Polyglot Machines [2024-]:
This NWO-funded VIDI project aims at improving low-resource language modeling, taking inspiration from child language acquisition insights. For example, we study the role of different types of language inputs on the morpho-syntactic abilities acquired by the models. Key research questions include: Does training on child-directed language speed up the language learning process compared to training on adult-directed language (such as Wikipedia articles)? Which properties of child-directed language enable efficient learning in humans vs. machines? To scale up the research to a broader set of languages, we also develop new grammatical evaluation benchmarks in a cross-lingual or language-specific way, as well as collecting developmentally plausible LM training datasets in non-English languages.
Key people: Francesca, Jaap, Arianna, Yevgen
LESSEN Project [2023-]:
LESSEN is an NWO-funded Netherlands-based consortium bringing together academic and industrial partners working on safe and efficient chat-based AI assistants, with a focus on low-resource (retail) domains.
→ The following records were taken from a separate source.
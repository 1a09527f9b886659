//! Argument definitions

use cgen_types::{CompletionKind, LongSeparator, ShortSeparator};
use serde::Serialize;

use super::Completion;

/// A flag (`named`) or positional argument
#[derive(Debug, Clone, PartialEq, Serialize)]
#[serde(rename_all = "kebab-case")]
pub struct Argument {
    /// Flag-style when true, positional when false
    pub named: bool,

    /// Render the long form as `-name` instead of `--name`
    pub single_dash_long: bool,

    /// How the long form takes its value
    #[serde(rename = "long-value-separator")]
    pub long_separator: LongSeparator,

    /// How the short form takes its value
    #[serde(rename = "short-value-separator")]
    pub short_separator: ShortSeparator,

    /// Long name (flags) or label (positionals)
    #[serde(skip_serializing_if = "Option::is_none")]
    pub name: Option<String>,

    /// Single-character short name
    #[serde(skip_serializing_if = "Option::is_none")]
    pub short_name: Option<String>,

    /// One-line help
    #[serde(skip_serializing_if = "Option::is_none")]
    pub short_description: Option<String>,

    /// Full help text
    #[serde(skip_serializing_if = "Option::is_none")]
    pub long_description: Option<String>,

    /// Value completion
    pub completion: Completion,

    /// Siblings sharing a tag are offered only until one of them is present
    #[serde(skip_serializing_if = "Option::is_none")]
    pub exclusive_group: Option<String>,

    /// The short form may be clustered with other chainable flags (`-hal`)
    #[serde(skip_serializing_if = "std::ops::Not::not")]
    pub chainable: bool,

    /// Never offered as a suggestion
    #[serde(skip_serializing_if = "std::ops::Not::not")]
    pub hidden: bool,

    /// Deprecation notice (documentation only)
    #[serde(skip_serializing_if = "Option::is_none")]
    pub deprecated: Option<String>,

    /// Placeholder for the value in documentation
    #[serde(skip_serializing_if = "Option::is_none")]
    pub value_label: Option<String>,

    /// Sort the option list this argument belongs to in man pages
    #[serde(skip_serializing_if = "std::ops::Not::not")]
    pub sort: bool,

    /// Usage example
    #[serde(skip_serializing_if = "Option::is_none")]
    pub example: Option<String>,
}

impl Default for Argument {
    fn default() -> Self {
        Self {
            named: false,
            single_dash_long: false,
            long_separator: LongSeparator::Space,
            short_separator: ShortSeparator::Space,
            name: None,
            short_name: None,
            short_description: None,
            long_description: None,
            completion: Completion::none(),
            exclusive_group: None,
            chainable: false,
            hidden: false,
            deprecated: None,
            value_label: None,
            sort: false,
            example: None,
        }
    }
}

impl Argument {
    /// Create a `--name` flag
    pub fn flag(name: impl Into<String>) -> Self {
        Self {
            named: true,
            name: Some(name.into()),
            ..Self::default()
        }
    }

    /// Create a flag that only has a short form
    pub fn short_flag(short: impl Into<String>) -> Self {
        Self {
            named: true,
            short_name: Some(short.into()),
            ..Self::default()
        }
    }

    /// Create a positional argument
    pub fn positional(name: impl Into<String>) -> Self {
        Self {
            name: Some(name.into()),
            ..Self::default()
        }
    }

    /// Set the short name
    pub fn with_short(mut self, short: impl Into<String>) -> Self {
        self.short_name = Some(short.into());
        self
    }

    /// Set the completion
    pub fn with_completion(mut self, completion: Completion) -> Self {
        self.completion = completion;
        self
    }

    /// Set the one-line help
    pub fn with_description(mut self, description: impl Into<String>) -> Self {
        self.short_description = Some(description.into());
        self
    }

    /// Set the long separator mode
    pub fn with_long_separator(mut self, separator: LongSeparator) -> Self {
        self.long_separator = separator;
        self
    }

    /// Set the short separator mode
    pub fn with_short_separator(mut self, separator: ShortSeparator) -> Self {
        self.short_separator = separator;
        self
    }

    /// Put this argument into an exclusivity group
    pub fn in_group(mut self, group: impl Into<String>) -> Self {
        self.exclusive_group = Some(group.into());
        self
    }

    /// Set the value placeholder
    pub fn with_value_label(mut self, label: impl Into<String>) -> Self {
        self.value_label = Some(label.into());
        self
    }

    /// Render the long form with a single dash
    pub fn single_dash(mut self) -> Self {
        self.single_dash_long = true;
        self
    }

    /// Allow clustering of the short form
    pub fn chainable(mut self) -> Self {
        self.chainable = true;
        self
    }

    /// Hide from suggestions
    pub fn hidden(mut self) -> Self {
        self.hidden = true;
        self
    }

    /// Mark as deprecated
    pub fn deprecated(mut self, notice: impl Into<String>) -> Self {
        self.deprecated = Some(notice.into());
        self
    }

    /// `--name` or `-name`, for flags with a long name
    pub fn long_flag(&self) -> Option<String> {
        if !self.named {
            return None;
        }
        let dashes = if self.single_dash_long { "-" } else { "--" };
        self.name.as_ref().map(|name| format!("{}{}", dashes, name))
    }

    /// `-n`, for flags with a short name
    pub fn short_flag_token(&self) -> Option<String> {
        if !self.named {
            return None;
        }
        self.short_name.as_ref().map(|short| format!("-{}", short))
    }

    /// Every spelling of the flag without value decoration
    pub fn flag_forms(&self) -> Vec<String> {
        self.long_flag()
            .into_iter()
            .chain(self.short_flag_token())
            .collect()
    }

    /// Whether the argument takes a value
    ///
    /// A flag with no completion is a switch; a positional always fills its slot.
    pub fn consumes_value(&self) -> bool {
        !self.named || self.completion.kind != CompletionKind::None
    }

    /// Best available help text
    pub fn description(&self) -> Option<&str> {
        self.short_description
            .as_deref()
            .or(self.long_description.as_deref())
            .filter(|d| !d.is_empty())
    }

    /// Name shown for the expected value
    pub fn label(&self) -> &str {
        self.value_label
            .as_deref()
            .or(self.name.as_deref())
            .or(self.short_name.as_deref())
            .unwrap_or("value")
    }

    /// The short name is a single character that may be clustered
    pub fn chain_letter(&self) -> Option<&str> {
        if !self.named || !self.chainable {
            return None;
        }
        self.short_name
            .as_deref()
            .filter(|short| short.chars().count() == 1)
    }
}

#[cfg(test)]
mod tests {
    use super::*;

    #[test]
    fn test_argument_defaults() {
        let arg = Argument::default();
        assert!(!arg.named);
        assert!(!arg.single_dash_long);
        assert_eq!(arg.long_separator, LongSeparator::Space);
        assert_eq!(arg.short_separator, ShortSeparator::Space);
        assert!(!arg.hidden);
        assert_eq!(arg.completion.kind, CompletionKind::None);
    }

    #[test]
    fn test_flag_forms() {
        let arg = Argument::flag("target").with_short("t");
        assert_eq!(arg.long_flag().as_deref(), Some("--target"));
        assert_eq!(arg.short_flag_token().as_deref(), Some("-t"));
        assert_eq!(arg.flag_forms(), vec!["--target", "-t"]);

        let arg = Argument::flag("verbose").single_dash();
        assert_eq!(arg.long_flag().as_deref(), Some("-verbose"));

        let arg = Argument::positional("file");
        assert!(arg.flag_forms().is_empty());
    }

    #[test]
    fn test_switch_consumes_no_value() {
        assert!(!Argument::flag("verbose").consumes_value());
        assert!(Argument::flag("out")
            .with_completion(Completion::file())
            .consumes_value());
        assert!(Argument::positional("name").consumes_value());
    }

    #[test]
    fn test_label_fallbacks() {
        assert_eq!(Argument::flag("out").with_value_label("path").label(), "path");
        assert_eq!(Argument::flag("out").label(), "out");
        assert_eq!(Argument::short_flag("o").label(), "o");
    }

    #[test]
    fn test_chain_letter() {
        assert_eq!(Argument::short_flag("a").chainable().chain_letter(), Some("a"));
        assert_eq!(Argument::short_flag("a").chain_letter(), None);
        assert_eq!(Argument::short_flag("ab").chainable().chain_letter(), None);
    }
}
Example partners are Albert Heijn, bol.com or KPN (Dutch telecommunication company), all of which handle large amounts of user requests daily through chatbots. Within this consortium, we specifically focus on studying and improving LLMs’ abilities to answer user requests accurately and consistently across different languages, for instance by using Retrieval-Augmented Generation techniques and inspecting model internals to attribute model answers to a specific textual source.
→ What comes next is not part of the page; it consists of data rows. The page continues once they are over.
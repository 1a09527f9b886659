//! YAML description parser
//!
//! The document is first read into raw structs where every field is optional.
//! Each model value then starts from its default constructor and the fields
//! present in the document are laid over it, so default policy lives in the
//! model and not in deserialization hooks.

use cgen_core::{Argument, CgenError, Cli, Command, Completion};
use cgen_types::{CompletionKind, LongSeparator, ShortSeparator};
use serde::Deserialize;

/// YAML parser for tool descriptions
pub struct YamlParser;

#[derive(Debug, Deserialize)]
#[serde(deny_unknown_fields, rename_all = "kebab-case")]
struct RawCli {
    #[serde(default)]
    name: Option<String>,

    #[serde(default)]
    version: Option<serde_yaml::Value>,

    #[serde(default)]
    short_description: Option<String>,

    #[serde(default)]
    long_description: Option<String>,

    #[serde(default)]
    arguments: Vec<RawArgument>,

    #[serde(default)]
    commands: Vec<RawCommand>,
}

#[derive(Debug, Deserialize)]
#[serde(deny_unknown_fields, rename_all = "kebab-case")]
struct RawCommand {
    #[serde(default)]
    name: Option<String>,

    #[serde(default)]
    aliases: Vec<String>,

    #[serde(default)]
    arguments: Vec<RawArgument>,

    #[serde(default)]
    commands: Vec<RawCommand>,

    #[serde(default)]
    deprecated: Option<serde_yaml::Value>,

    #[serde(default)]
    hidden: Option<bool>,

    #[serde(default)]
    usage: Option<String>,

    #[serde(default)]
    short_description: Option<String>,

    #[serde(default)]
    long_description: Option<String>,

    #[serde(default)]
    example: Option<String>,
}

#[derive(Debug, Deserialize)]
#[serde(deny_unknown_fields, rename_all = "kebab-case")]
struct RawArgument {
    #[serde(default)]
    named: Option<bool>,

    #[serde(default)]
    single_dash_long: Option<bool>,

    /// Kept as text so a bad value is reported with its field path
    #[serde(default)]
    long_value_separator: Option<String>,

    #[serde(default)]
    short_value_separator: Option<String>,

    #[serde(default)]
    name: Option<String>,

    /// Scalars like `1` are accepted as short names
    #[serde(default)]
    short_name: Option<serde_yaml::Value>,

    #[serde(default)]
    short_description: Option<String>,

    #[serde(default)]
    long_description: Option<String>,

    #[serde(default)]
    completion: Option<RawCompletion>,

    #[serde(default)]
    exclusive_group: Option<String>,

    #[serde(default)]
    chainable: Option<bool>,

    #[serde(default)]
    hidden: Option<bool>,

    #[serde(default)]
    deprecated: Option<serde_yaml::Value>,

    #[serde(default)]
    value_label: Option<String>,

    #[serde(default)]
    sort: Option<bool>,

    #[serde(default)]
    example: Option<String>,
}

#[derive(Debug, Deserialize)]
#[serde(deny_unknown_fields)]
struct RawCompletion {
    #[serde(default, rename = "type")]
    kind: Option<String>,

    #[serde(default)]
    values: Vec<serde_yaml::Value>,

    #[serde(default)]
    bash: Option<String>,

    #[serde(default)]
    fish: Option<String>,

    #[serde(default)]
    zsh: Option<String>,
}

impl YamlParser {
    /// Parse a YAML (or JSON) description into a model
    pub fn parse(content: &str) -> Result<Cli, CgenError> {
        let raw = serde_yaml::from_str::<RawCli>(content)
            .map_err(|e| CgenError::Config(format!("YAML parse error: {}", e)))?;
        cli_from_raw(raw)
    }
}

fn cli_from_raw(raw: RawCli) -> Result<Cli, CgenError> {
    let mut cli = Cli::new(raw.name.unwrap_or_default());
    cli.version = raw.version.and_then(yaml_scalar_to_string);
    cli.short_description = raw.short_description;
    cli.long_description = raw.long_description;
    cli.arguments = arguments_from_raw(raw.arguments, "")?;
    cli.commands = commands_from_raw(raw.commands, "")?;
    Ok(cli)
}

fn commands_from_raw(raw: Vec<RawCommand>, parent: &str) -> Result<Vec<Command>, CgenError> {
    raw.into_iter()
        .enumerate()
        .map(|(index, cmd)| {
            let path = match cmd.name.as_deref() {
                Some(name) => format!("{}commands[{}]", parent, name),
                None => format!("{}commands[#{}]", parent, index + 1),
            };
            command_from_raw(cmd, &path)
        })
        .collect()
}

fn command_from_raw(raw: RawCommand, path: &str) -> Result<Command, CgenError> {
    let child_prefix = format!("{}.", path);
    let mut cmd = Command::new(raw.name.unwrap_or_default());
    cmd.aliases = raw.aliases;
    cmd.arguments = arguments_from_raw(raw.arguments, &child_prefix)?;
    cmd.commands = commands_from_raw(raw.commands, &child_prefix)?;
    cmd.deprecated = raw.deprecated.and_then(deprecation_notice);
    if let Some(hidden) = raw.hidden {
        cmd.hidden = hidden;
    }
    cmd.usage = raw.usage;
    cmd.short_description = raw.short_description;
    cmd.long_description = raw.long_description;
    cmd.example = raw.example;
    Ok(cmd)
}

fn arguments_from_raw(raw: Vec<RawArgument>, parent: &str) -> Result<Vec<Argument>, CgenError> {
    raw.into_iter()
        .enumerate()
        .map(|(index, arg)| {
            let path = match arg.name.as_deref() {
                Some(name) => format!("{}arguments[{}]", parent, name),
                None => format!("{}arguments[#{}]", parent, index + 1),
            };
            argument_from_raw(arg, &path)
        })
        .collect()
}

fn argument_from_raw(raw: RawArgument, path: &str) -> Result<Argument, CgenError> {
    let mut arg = Argument::default();

    if let Some(named) = raw.named {
        arg.named = named;
    }
    if let Some(single_dash) = raw.single_dash_long {
        arg.single_dash_long = single_dash;
    }
    if let Some(separator) = raw.long_value_separator {
        arg.long_separator = separator.parse::<LongSeparator>().map_err(|_| {
            CgenError::invalid_value(
                format!("{}.long-value-separator", path),
                separator.as_str(),
                LongSeparator::accepted(),
            )
        })?;
    }
    if let Some(separator) = raw.short_value_separator {
        arg.short_separator = separator.parse::<ShortSeparator>().map_err(|_| {
            CgenError::invalid_value(
                format!("{}.short-value-separator", path),
                separator.as_str(),
                ShortSeparator::accepted(),
            )
        })?;
    }
    arg.name = raw.name;
    arg.short_name = raw.short_name.and_then(yaml_scalar_to_string);
    arg.short_description = raw.short_description;
    arg.long_description = raw.long_description;
    if let Some(completion) = raw.completion {
        arg.completion = completion_from_raw(completion, path)?;
    }
    arg.exclusive_group = raw.exclusive_group.filter(|g| !g.is_empty());
    if let Some(chainable) = raw.chainable {
        arg.chainable = chainable;
    }
    if let Some(hidden) = raw.hidden {
        arg.hidden = hidden;
    }
    arg.deprecated = raw.deprecated.and_then(deprecation_notice);
    arg.value_label = raw.value_label;
    if let Some(sort) = raw.sort {
        arg.sort = sort;
    }
    arg.example = raw.example;

    Ok(arg)
}

fn completion_from_raw(raw: RawCompletion, path: &str) -> Result<Completion, CgenError> {
    let mut completion = Completion::default();

    if let Some(kind) = raw.kind {
        completion.kind = kind.parse::<CompletionKind>().map_err(|_| {
            CgenError::invalid_value(
                format!("{}.completion.type", path),
                kind.as_str(),
                CompletionKind::accepted(),
            )
        })?;
    }
    completion.values = raw
        .values
        .into_iter()
        .filter_map(yaml_scalar_to_string)
        .collect();
    completion.bash = raw.bash;
    completion.fish = raw.fish;
    completion.zsh = raw.zsh;

    Ok(completion)
}

/// `deprecated: true` and `deprecated: "use x"` are both notices; `false` is none
fn deprecation_notice(value: serde_yaml::Value) -> Option<String> {
    match value {
        serde_yaml::Value::Bool(true) => Some(String::new()),
        serde_yaml::Value::Bool(false) => None,
        other => yaml_scalar_to_string(other),
    }
}

fn yaml_scalar_to_string(value: serde_yaml::Value) -> Option<String> {
    match value {
        serde_yaml::Value::Null => None,
        serde_yaml::Value::Bool(b) => Some(b.to_string()),
        serde_yaml::Value::Number(n) => Some(n.to_string()),
        serde_yaml::Value::String(s) => Some(s),
        // For non-scalars (seq/map), just serialize them.
        other => serde_yaml::to_string(&other)
            .ok()
            .map(|s| s.trim().to_string()),
    }
}

#[cfg(test)]
mod tests {
    use super::*;

    #[test]
    fn test_parse_minimal_description() {
        let yaml = "name: tool\n";
        let cli = YamlParser::parse(yaml).unwrap();
        assert_eq!(cli.name, "tool");
        assert!(cli.arguments.is_empty());
        assert!(cli.commands.is_empty());
    }

    #[test]
    fn test_argument_defaults_are_applied() {
        let yaml = r#"
name: tool
arguments:
  - name: input
"#;
        let cli = YamlParser::parse(yaml).unwrap();
        let arg = &cli.arguments[0];
        assert!(!arg.named);
        assert!(!arg.single_dash_long);
        assert_eq!(arg.long_separator, LongSeparator::Space);
        assert_eq!(arg.short_separator, ShortSeparator::Space);
        assert!(!arg.hidden);
        assert_eq!(arg.completion.kind, CompletionKind::None);
    }

    #[test]
    fn test_parse_full_description() {
        let yaml = r#"
name: cli
version: 1.0
short-description: cli short desc
arguments:
  - named: true
    name: verbose
    short-name: v
commands:
  - name: push
    aliases: [p]
    deprecated: true
    arguments:
      - named: true
        name: target
        short-name: t
        long-value-separator: both
        short-value-separator: attached
        exclusive-group: destination
        completion:
          type: static
          values: [staging, prod, 1]
    commands:
      - name: all
        hidden: true
"#;
        let cli = YamlParser::parse(yaml).unwrap();
        assert_eq!(cli.version.as_deref(), Some("1.0"));
        assert_eq!(cli.commands[0].aliases, vec!["p"]);
        assert_eq!(cli.commands[0].deprecated.as_deref(), Some(""));

        let target = &cli.commands[0].arguments[0];
        assert!(target.named);
        assert_eq!(target.long_separator, LongSeparator::Both);
        assert_eq!(target.short_separator, ShortSeparator::Attached);
        assert_eq!(target.exclusive_group.as_deref(), Some("destination"));
        assert_eq!(target.completion.values, vec!["staging", "prod", "1"]);
        assert!(cli.commands[0].commands[0].hidden);
    }

    #[test]
    fn test_invalid_separator_names_field_path() {
        let yaml = r#"
name: cli
commands:
  - name: push
    arguments:
      - named: true
        name: format
        long-value-separator: colon
"#;
        let err = YamlParser::parse(yaml).unwrap_err();
        match &err {
            CgenError::InvalidValue { field, value, accepted } => {
                assert_eq!(field, "commands[push].arguments[format].long-value-separator");
                assert_eq!(value, "colon");
                assert_eq!(*accepted, "space, equal, both");
            }
            other => panic!("unexpected error: {other}"),
        }
        assert!(err.is_config_error());
    }

    #[test]
    fn test_invalid_completion_type() {
        let yaml = r#"
name: cli
arguments:
  - name: dir
    completion:
      type: directory
"#;
        let err = YamlParser::parse(yaml).unwrap_err();
        assert!(err.to_string().contains("arguments[dir].completion.type"));
        assert!(err.to_string().contains("none, static, file, folder, function"));
    }

    #[test]
    fn test_unknown_field_rejected() {
        let yaml = r#"
name: cli
arguments:
  - name: dir
    shortname: d
"#;
        assert!(YamlParser::parse(yaml).is_err());
    }

    #[test]
    fn test_parse_json_document() {
        let json = r#"{"name": "cli", "commands": [{"name": "run", "aliases": ["r"]}]}"#;
        let cli = YamlParser::parse(json).unwrap();
        assert_eq!(cli.commands[0].name, "run");
    }

    #[test]
    fn test_parse_invalid_yaml() {
        let yaml = "name: [unterminated";
        let result = YamlParser::parse(yaml);
        assert!(matches!(result, Err(CgenError::Config(_))));
    }
}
Key people: Jirui, Arianna, Raquel Fernández
InDeep Project [2021-]:
InDeep is a NWO-funded research consortium working on the interpretability of deep learning models of text, language, speech and music. Within this consortium, we focus on the application of model-internal analysis techniques to LLM generation tasks, such as machine translation and RAG-based question answering. We aim at bridging the gap betweem scientific advances and user needs by developing toolkits that facilitate access to advanced interpretability techniques (e.g. InSeq, MIRAGE) and by conducting user studies with professional translators.
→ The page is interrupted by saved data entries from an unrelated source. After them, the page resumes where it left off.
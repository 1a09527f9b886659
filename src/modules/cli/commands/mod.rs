//! CLI commands

mod check;
mod generate;
mod sample;

pub use check::CheckCommand;
pub use generate::GenerateCommand;
pub use sample::{sample_cli, SampleCommand, SampleFormat};

use clap::{Parser, Subcommand};

/// cgen - shell completion generator
#[derive(Parser, Debug)]
#[command(name = "cgen")]
#[command(author, version, about, long_about = None)]
pub struct Cli {
    /// Enable verbose logging
    #[arg(short, long, global = true)]
    pub verbose: bool,

    #[command(subcommand)]
    pub command: Commands,
}

/// Available commands
#[derive(Subcommand, Debug)]
pub enum Commands {
    /// Generate completion scripts and man pages
    Generate(GenerateCommand),

    /// Load and validate a description without writing anything
    Check(CheckCommand),

    /// Print a sample description
    Sample(SampleCommand),
}

impl Cli {
    /// Parse CLI arguments
    pub fn parse_args() -> Self {
        Self::parse()
    }
}

#[cfg(test)]
mod tests {
    use super::*;
    use cgen_types::Shell;
    use std::path::Path;

    #[test]
    fn test_cli_parse() {
        let cli = Cli::try_parse_from(["cgen", "generate"]);
        assert!(cli.is_ok());
    }

    #[test]
    fn test_generate_defaults() {
        let cli = Cli::try_parse_from(["cgen", "generate"]).unwrap();
        let Commands::Generate(cmd) = cli.command else {
            panic!("expected generate");
        };
        assert_eq!(cmd.path, Path::new("cgen.yaml"));
        assert_eq!(cmd.out, Path::new("."));
        assert!(cmd.shells.is_empty());
        assert!(!cmd.no_man);
    }

    #[test]
    fn test_generate_with_options() {
        let cli = Cli::try_parse_from([
            "cgen", "generate", "tool.yaml", "-o", "dist", "--shell", "zsh", "--shell", "fish",
            "--no-man", "-v",
        ])
        .unwrap();
        assert!(cli.verbose);
        let Commands::Generate(cmd) = cli.command else {
            panic!("expected generate");
        };
        assert_eq!(cmd.path, Path::new("tool.yaml"));
        assert_eq!(cmd.out, Path::new("dist"));
        assert_eq!(cmd.shells, vec![Shell::Zsh, Shell::Fish]);
        assert!(cmd.no_man);
    }

    #[test]
    fn test_unknown_shell_rejected() {
        let cli = Cli::try_parse_from(["cgen", "generate", "--shell", "tcsh"]);
        assert!(cli.is_err());
    }

    #[test]
    fn test_sample_format() {
        let cli = Cli::try_parse_from(["cgen", "sample", "--format", "json"]).unwrap();
        let Commands::Sample(cmd) = cli.command else {
            panic!("expected sample");
        };
        assert_eq!(cmd.format, SampleFormat::Json);
    }
}
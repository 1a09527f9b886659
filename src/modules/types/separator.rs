//! Flag/value separator modes

use serde::{Deserialize, Serialize};
use std::fmt;
use std::str::FromStr;

/// How a long flag (`--name`) is joined to its value
#[derive(Debug, Clone, Copy, PartialEq, Eq, Hash, Default, Serialize, Deserialize)]
#[serde(rename_all = "lowercase")]
pub enum LongSeparator {
    /// `--name value`
    #[default]
    Space,
    /// `--name=value`
    Equal,
    /// Either form
    Both,
}

/// How a short flag (`-n`) is joined to its value
#[derive(Debug, Clone, Copy, PartialEq, Eq, Hash, Default, Serialize, Deserialize)]
#[serde(rename_all = "lowercase")]
pub enum ShortSeparator {
    /// `-n value`
    #[default]
    Space,
    /// `-nvalue`
    Attached,
    /// Either form
    Both,
}

impl fmt::Display for LongSeparator {
    fn fmt(&self, f: &mut fmt::Formatter<'_>) -> fmt::Result {
        match self {
            LongSeparator::Space => write!(f, "space"),
            LongSeparator::Equal => write!(f, "equal"),
            LongSeparator::Both => write!(f, "both"),
        }
    }
}

impl FromStr for LongSeparator {
    type Err = String;

    fn from_str(s: &str) -> Result<Self, Self::Err> {
        match s {
            "space" => Ok(LongSeparator::Space),
            "equal" => Ok(LongSeparator::Equal),
            "both" => Ok(LongSeparator::Both),
            _ => Err(format!("Unknown long value separator: {}", s)),
        }
    }
}

impl LongSeparator {
    /// Accepted spellings, for error messages
    pub fn accepted() -> &'static str {
        "space, equal, both"
    }

    /// The value may follow as the next word
    pub fn takes_separate_word(&self) -> bool {
        matches!(self, LongSeparator::Space | LongSeparator::Both)
    }

    /// The value may be joined with `=`
    pub fn takes_equal(&self) -> bool {
        matches!(self, LongSeparator::Equal | LongSeparator::Both)
    }
}

impl fmt::Display for ShortSeparator {
    fn fmt(&self, f: &mut fmt::Formatter<'_>) -> fmt::Result {
        match self {
            ShortSeparator::Space => write!(f, "space"),
            ShortSeparator::Attached => write!(f, "attached"),
            ShortSeparator::Both => write!(f, "both"),
        }
    }
}

impl FromStr for ShortSeparator {
    type Err = String;

    fn from_str(s: &str) -> Result<Self, Self::Err> {
        match s {
            "space" => Ok(ShortSeparator::Space),
            "attached" => Ok(ShortSeparator::Attached),
            "both" => Ok(ShortSeparator::Both),
            _ => Err(format!("Unknown short value separator: {}", s)),
        }
    }
}

impl ShortSeparator {
    /// Accepted spellings, for error messages
    pub fn accepted() -> &'static str {
        "space, attached, both"
    }

    /// The value may follow as the next word
    pub fn takes_separate_word(&self) -> bool {
        matches!(self, ShortSeparator::Space | ShortSeparator::Both)
    }

    /// The value may be glued to the flag
    pub fn takes_attached(&self) -> bool {
        matches!(self, ShortSeparator::Attached | ShortSeparator::Both)
    }
}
Key people: Gabriele, Arianna, Malvina Nissim, Grzegorz Chrupała
NeLLCom [2019-]:
This project is the fruit of a long-running collaboration with language evolution expert Tessa Verhoef. Our goal is to use neural network-based agents to simulate and study the emergence of universal language properties, such as the trade-off between word order and case marking as alternative strategies to convey argument roles. For this purpose, we have developed a Neural-agent Language Learning and Communication framework (NeLLCom) that combines supervised learning with reinforcement learning in a meaning reconstruction game. In our experiments, we teach agents small artificial languages that were designed by cognitive scientists for use in experiments with human participants. We then let agents communicate with each other and study how their language changes in comparison to what has been observed in humans.
To pursue this line of work, we’ve been fortunate to supervise two PhD students funded by the China Scholarship Council: Yuchen Lian and Yuqing Zhang.
Key people: Yuqing, Yuchen, Arianna, Tessa Verhoef
Our journey continues — new projects are on the way!